__TASK PROMPT__: Read through the listing, and wherever a line holds the word "QuickJsEngine", return it.

__MATERIAL FOR THIS EXERCISE__:
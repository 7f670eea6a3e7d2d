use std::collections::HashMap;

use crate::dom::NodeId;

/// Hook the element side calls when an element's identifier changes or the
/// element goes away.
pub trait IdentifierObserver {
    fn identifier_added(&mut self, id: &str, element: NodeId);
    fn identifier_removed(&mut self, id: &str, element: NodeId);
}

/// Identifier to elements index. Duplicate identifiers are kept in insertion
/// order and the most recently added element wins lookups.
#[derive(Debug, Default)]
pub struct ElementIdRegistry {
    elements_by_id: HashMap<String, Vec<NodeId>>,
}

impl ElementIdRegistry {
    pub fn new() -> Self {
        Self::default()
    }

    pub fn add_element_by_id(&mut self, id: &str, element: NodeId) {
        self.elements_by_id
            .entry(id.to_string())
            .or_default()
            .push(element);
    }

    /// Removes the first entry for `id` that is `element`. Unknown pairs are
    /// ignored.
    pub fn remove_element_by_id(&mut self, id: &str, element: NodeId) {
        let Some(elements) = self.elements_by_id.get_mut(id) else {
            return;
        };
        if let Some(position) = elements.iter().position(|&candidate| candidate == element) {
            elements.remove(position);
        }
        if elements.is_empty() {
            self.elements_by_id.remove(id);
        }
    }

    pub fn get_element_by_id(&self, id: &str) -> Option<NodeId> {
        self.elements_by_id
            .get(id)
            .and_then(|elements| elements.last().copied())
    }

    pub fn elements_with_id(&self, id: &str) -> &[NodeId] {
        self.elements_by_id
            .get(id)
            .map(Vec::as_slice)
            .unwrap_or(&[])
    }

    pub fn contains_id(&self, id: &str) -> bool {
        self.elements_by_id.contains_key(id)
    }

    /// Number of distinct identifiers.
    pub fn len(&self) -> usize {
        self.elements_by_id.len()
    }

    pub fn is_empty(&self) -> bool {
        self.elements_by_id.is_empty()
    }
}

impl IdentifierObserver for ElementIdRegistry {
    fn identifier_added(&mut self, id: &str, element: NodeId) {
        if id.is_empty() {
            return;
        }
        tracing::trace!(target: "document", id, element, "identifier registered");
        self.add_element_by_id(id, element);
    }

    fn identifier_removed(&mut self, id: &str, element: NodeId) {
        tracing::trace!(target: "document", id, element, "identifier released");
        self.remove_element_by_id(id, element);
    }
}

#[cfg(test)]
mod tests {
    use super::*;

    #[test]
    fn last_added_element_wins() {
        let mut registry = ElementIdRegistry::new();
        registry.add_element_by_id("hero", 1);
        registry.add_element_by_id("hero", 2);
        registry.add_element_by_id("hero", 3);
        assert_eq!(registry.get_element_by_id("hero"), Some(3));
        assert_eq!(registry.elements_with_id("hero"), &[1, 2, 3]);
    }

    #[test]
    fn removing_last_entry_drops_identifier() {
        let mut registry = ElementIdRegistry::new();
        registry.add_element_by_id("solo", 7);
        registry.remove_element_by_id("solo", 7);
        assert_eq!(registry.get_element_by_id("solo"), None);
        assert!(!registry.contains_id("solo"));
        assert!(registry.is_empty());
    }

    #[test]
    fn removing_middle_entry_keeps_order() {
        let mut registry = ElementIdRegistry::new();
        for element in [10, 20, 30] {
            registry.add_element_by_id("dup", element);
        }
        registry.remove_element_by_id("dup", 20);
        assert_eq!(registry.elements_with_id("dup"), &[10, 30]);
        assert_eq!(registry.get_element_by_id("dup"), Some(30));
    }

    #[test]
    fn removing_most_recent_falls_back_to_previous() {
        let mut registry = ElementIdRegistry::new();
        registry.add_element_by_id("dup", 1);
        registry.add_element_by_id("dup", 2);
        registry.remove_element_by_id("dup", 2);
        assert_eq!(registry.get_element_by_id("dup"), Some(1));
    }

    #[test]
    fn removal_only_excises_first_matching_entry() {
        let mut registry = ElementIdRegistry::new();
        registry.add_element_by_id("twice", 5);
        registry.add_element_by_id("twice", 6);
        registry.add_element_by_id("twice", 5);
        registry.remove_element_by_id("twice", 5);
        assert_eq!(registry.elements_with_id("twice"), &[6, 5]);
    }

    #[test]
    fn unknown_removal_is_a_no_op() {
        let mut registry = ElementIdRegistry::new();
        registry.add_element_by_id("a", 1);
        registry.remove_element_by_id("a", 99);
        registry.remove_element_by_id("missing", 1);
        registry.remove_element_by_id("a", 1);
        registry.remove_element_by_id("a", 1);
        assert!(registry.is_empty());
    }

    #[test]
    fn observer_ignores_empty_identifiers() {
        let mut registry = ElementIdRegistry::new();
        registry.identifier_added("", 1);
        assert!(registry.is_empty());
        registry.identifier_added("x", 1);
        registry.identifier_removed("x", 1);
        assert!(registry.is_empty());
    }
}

--

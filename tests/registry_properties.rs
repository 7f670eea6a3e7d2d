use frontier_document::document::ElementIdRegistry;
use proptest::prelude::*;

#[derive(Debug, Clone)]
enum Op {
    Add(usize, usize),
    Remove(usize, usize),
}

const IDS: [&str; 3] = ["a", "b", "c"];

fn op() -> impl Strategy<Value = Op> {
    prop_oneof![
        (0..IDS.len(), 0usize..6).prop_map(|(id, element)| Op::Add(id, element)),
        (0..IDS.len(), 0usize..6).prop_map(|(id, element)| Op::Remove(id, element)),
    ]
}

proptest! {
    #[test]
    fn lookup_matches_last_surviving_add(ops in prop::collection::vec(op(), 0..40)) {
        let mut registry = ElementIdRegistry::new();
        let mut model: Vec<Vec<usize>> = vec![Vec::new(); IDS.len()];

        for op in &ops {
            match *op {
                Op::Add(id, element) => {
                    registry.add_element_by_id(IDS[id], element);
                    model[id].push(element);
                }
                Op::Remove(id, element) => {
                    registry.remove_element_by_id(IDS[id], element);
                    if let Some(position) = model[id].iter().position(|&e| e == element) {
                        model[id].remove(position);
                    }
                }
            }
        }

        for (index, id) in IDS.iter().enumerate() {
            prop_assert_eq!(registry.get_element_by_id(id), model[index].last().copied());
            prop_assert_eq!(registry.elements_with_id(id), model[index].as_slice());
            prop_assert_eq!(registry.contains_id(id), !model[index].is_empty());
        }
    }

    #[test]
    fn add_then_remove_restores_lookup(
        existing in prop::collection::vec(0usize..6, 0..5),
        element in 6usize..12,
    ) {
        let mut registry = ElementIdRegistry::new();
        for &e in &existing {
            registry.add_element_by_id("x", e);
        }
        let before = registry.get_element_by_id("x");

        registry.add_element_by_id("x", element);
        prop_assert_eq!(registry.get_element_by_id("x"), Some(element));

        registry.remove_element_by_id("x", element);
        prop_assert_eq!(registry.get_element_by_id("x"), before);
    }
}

--

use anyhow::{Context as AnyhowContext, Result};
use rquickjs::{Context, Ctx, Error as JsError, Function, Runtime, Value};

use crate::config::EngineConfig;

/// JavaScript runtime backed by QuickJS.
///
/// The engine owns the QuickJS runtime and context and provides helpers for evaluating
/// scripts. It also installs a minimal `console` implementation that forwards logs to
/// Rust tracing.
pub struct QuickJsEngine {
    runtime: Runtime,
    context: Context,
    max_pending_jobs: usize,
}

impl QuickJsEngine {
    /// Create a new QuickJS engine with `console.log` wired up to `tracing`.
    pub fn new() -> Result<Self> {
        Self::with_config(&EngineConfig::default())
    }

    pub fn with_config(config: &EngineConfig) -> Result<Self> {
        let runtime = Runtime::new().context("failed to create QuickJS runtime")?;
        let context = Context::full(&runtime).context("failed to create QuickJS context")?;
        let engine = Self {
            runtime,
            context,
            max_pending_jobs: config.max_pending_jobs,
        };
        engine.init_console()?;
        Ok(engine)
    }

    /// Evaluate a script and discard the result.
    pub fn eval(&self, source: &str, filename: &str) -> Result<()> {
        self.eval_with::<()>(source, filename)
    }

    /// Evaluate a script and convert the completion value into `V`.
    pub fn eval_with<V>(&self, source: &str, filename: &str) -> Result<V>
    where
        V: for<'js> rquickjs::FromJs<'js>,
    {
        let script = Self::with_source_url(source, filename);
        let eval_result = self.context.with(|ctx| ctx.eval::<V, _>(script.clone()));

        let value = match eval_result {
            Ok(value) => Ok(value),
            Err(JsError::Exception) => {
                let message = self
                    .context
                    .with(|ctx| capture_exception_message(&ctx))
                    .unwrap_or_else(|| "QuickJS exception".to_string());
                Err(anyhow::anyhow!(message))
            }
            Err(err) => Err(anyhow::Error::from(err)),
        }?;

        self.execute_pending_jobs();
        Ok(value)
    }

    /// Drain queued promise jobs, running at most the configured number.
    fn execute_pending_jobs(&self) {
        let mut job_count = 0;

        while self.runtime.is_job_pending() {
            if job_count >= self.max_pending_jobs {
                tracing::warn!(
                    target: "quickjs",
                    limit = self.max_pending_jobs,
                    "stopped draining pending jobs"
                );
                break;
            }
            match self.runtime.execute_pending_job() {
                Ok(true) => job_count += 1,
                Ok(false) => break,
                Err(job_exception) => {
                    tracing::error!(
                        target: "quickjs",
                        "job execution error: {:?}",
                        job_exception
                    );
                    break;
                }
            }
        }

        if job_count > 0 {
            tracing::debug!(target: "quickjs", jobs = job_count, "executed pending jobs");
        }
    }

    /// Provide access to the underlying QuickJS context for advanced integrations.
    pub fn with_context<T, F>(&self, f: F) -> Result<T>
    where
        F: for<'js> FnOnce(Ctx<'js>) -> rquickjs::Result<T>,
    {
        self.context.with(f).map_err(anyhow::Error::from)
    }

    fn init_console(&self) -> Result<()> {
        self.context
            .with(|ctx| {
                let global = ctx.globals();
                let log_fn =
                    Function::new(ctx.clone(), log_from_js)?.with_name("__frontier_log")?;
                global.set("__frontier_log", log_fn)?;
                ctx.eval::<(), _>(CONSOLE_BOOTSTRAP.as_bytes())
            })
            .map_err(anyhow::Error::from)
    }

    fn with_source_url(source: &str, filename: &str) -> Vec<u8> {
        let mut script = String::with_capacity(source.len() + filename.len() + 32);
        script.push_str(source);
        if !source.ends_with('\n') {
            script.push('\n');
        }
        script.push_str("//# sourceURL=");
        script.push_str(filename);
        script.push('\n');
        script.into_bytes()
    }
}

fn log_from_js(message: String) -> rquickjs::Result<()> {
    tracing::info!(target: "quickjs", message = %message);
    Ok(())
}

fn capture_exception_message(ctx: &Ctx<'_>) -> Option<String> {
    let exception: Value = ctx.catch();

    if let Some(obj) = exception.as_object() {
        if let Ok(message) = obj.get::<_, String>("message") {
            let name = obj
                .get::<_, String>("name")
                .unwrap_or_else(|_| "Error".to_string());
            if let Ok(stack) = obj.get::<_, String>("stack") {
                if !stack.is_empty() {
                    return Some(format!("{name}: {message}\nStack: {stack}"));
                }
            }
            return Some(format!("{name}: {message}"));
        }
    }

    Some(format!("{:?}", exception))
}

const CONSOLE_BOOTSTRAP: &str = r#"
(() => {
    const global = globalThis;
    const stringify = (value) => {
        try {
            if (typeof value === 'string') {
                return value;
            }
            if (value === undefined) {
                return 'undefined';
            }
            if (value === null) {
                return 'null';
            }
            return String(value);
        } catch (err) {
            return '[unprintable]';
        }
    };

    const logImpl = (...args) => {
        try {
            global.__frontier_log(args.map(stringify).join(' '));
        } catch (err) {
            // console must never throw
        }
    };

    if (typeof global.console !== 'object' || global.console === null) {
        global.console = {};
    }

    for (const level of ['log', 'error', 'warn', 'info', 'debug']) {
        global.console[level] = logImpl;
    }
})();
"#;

__TASK ANSWER__:
pub struct QuickJsEngine {
impl QuickJsEngine {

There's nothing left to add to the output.